Nun erschien in der Wochenzeitung Die Zeit ein erneuter Appell: Unter anderen fordern Juli Zeh, Richard David Precht oder der österreichische Schriftsteller Josef Haslinger darin konzentrierte Bemühungen für einen Waffenstillstand, einen Verhandlungsfrieden und einen Kompromiss mit Wladimir Putin. Haslinger, nach dem Rücktritt Deniz Yücels seit kurzem auch Interimspräsident der deutschen Schriftstellervereinigung Pen-Zentrum, erklärte dem STANDARD per E-Mail seine Beweggründe.

STANDARD: Sie haben die Kontroverse um die beiden Intellektuellenbriefe verfolgt. Wer hat bislang mehr Recht behalten?

Haslinger: Das weiß ich nicht. Keine der beiden Gruppen, so sehe ich es, will die Ukraine im Stich lassen. Es geht doch längst nicht mehr nur um die Frage der Waffenlieferungen an ein überfallenes Land, sondern es geht mittlerweile auch darum, welchen Schaden die Fortsetzung des Krieges der Ukraine und letztlich der ganzen Welt zufügt.

STANDARD: Der jetzt in der "Zeit" veröffentlichte dritte Intellektuellen-Brief liest sich wie eine ausgewogenere Version des ersten. Warum haben Sie nun mitunterschrieben?

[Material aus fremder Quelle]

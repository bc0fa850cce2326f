//! # Jarvis LLM client
//!
//! Streaming chat completions against a local OpenAI-compatible inference
//! server (LM Studio, llama-server, ...).
//!
//! ## Architecture
//!
//! ```text
//! ┌─────────────────┐     ┌─────────────────┐     ┌─────────────────┐
//! │  Conversation   │ --> │ Context Builder │ --> │   ChatClient    │
//! │  history        │     │ (token budget)  │     │  (SSE stream)   │
//! └─────────────────┘     └─────────────────┘     └─────────────────┘
//!                                                        │
//!                                                 ┌──────┴──────┐
//!                                                 │ StreamHandle │
//!                                                 │ deltas + end │
//!                                                 └─────────────┘
//! ```
//!
//! ## Usage
//!
//! ```ignore
//! use jarvis_llm::{select, ChatClient, ClientConfig, ServerConfig};
//!
//! let mut client = ChatClient::new(ServerConfig::default(), ClientConfig::default());
//! let window = select(&history, client.config().token_budget);
//! let handle = client.submit("Hello!", &window)?;
//!
//! handle
//!     .for_each(|text| println!("{text}"), |ok| println!("done: {ok}"))
//!     .await;
//! ```

mod client;
mod config;
mod context;
mod error;
mod session;
mod turn;

pub use client::{ChatClient, StreamHandle};
pub use config::{ClientConfig, ClientConfigBuilder, ServerConfig, ServerConfigHandle};
pub use context::{estimate_tokens, select, ContextWindow};
pub use error::LlmError;
pub use session::{parse_line, Line, Outcome, SessionState, StreamEvent, StreamSession};
pub use turn::{Role, Turn};

/// Default port of the local inference server.
pub const DEFAULT_PORT: u16 = 1234;

/// Default host of the local inference server.
pub const DEFAULT_HOST: &str = "localhost";

/// Default model id sent with every request.
pub const DEFAULT_MODEL: &str = "qwen2.5-coder-32b-instruct";

/// Default token budget for the context window.
pub const DEFAULT_TOKEN_BUDGET: usize = 25_000;

/// Heuristic characters-per-token ratio used by the context builder.
pub const CHARS_PER_TOKEN: usize = 4;

/// Text delivered as the final delta when a session fails in transport.
pub const TRANSPORT_ERROR_MESSAGE: &str =
    "Sorry, an error occurred while processing the request.";

/// Path of the streaming chat-completions endpoint.
pub const CHAT_COMPLETIONS_PATH: &str = "/v1/chat/completions";

/// Path of the model listing endpoint.
pub const MODELS_PATH: &str = "/v1/models";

Haslinger: Weil ich nicht zuschauen will, wie sich in einer europäischen Region ein Krieg festsetzt, bei dem auf absehbare Zeit keine Seite nachgeben wird. Dieser Konflikt muss in irgendeiner Weise eingefangen werden, bevor das von Russland besetzte Gebiet, um das es jetzt geht, von beiden Seiten bis zur Unbewohnbarkeit zerstört worden ist.

STANDARD: Sie fordern von der Politik, alles zu unternehmen, um Verhandlungen zu erreichen, betonen aber, dass der Ukraine kein Kapitulationsfriede aufgezwungen werden dürfe. Das heißt also, die Ukraine muss mit dem Aggressor einen Kompromiss finden?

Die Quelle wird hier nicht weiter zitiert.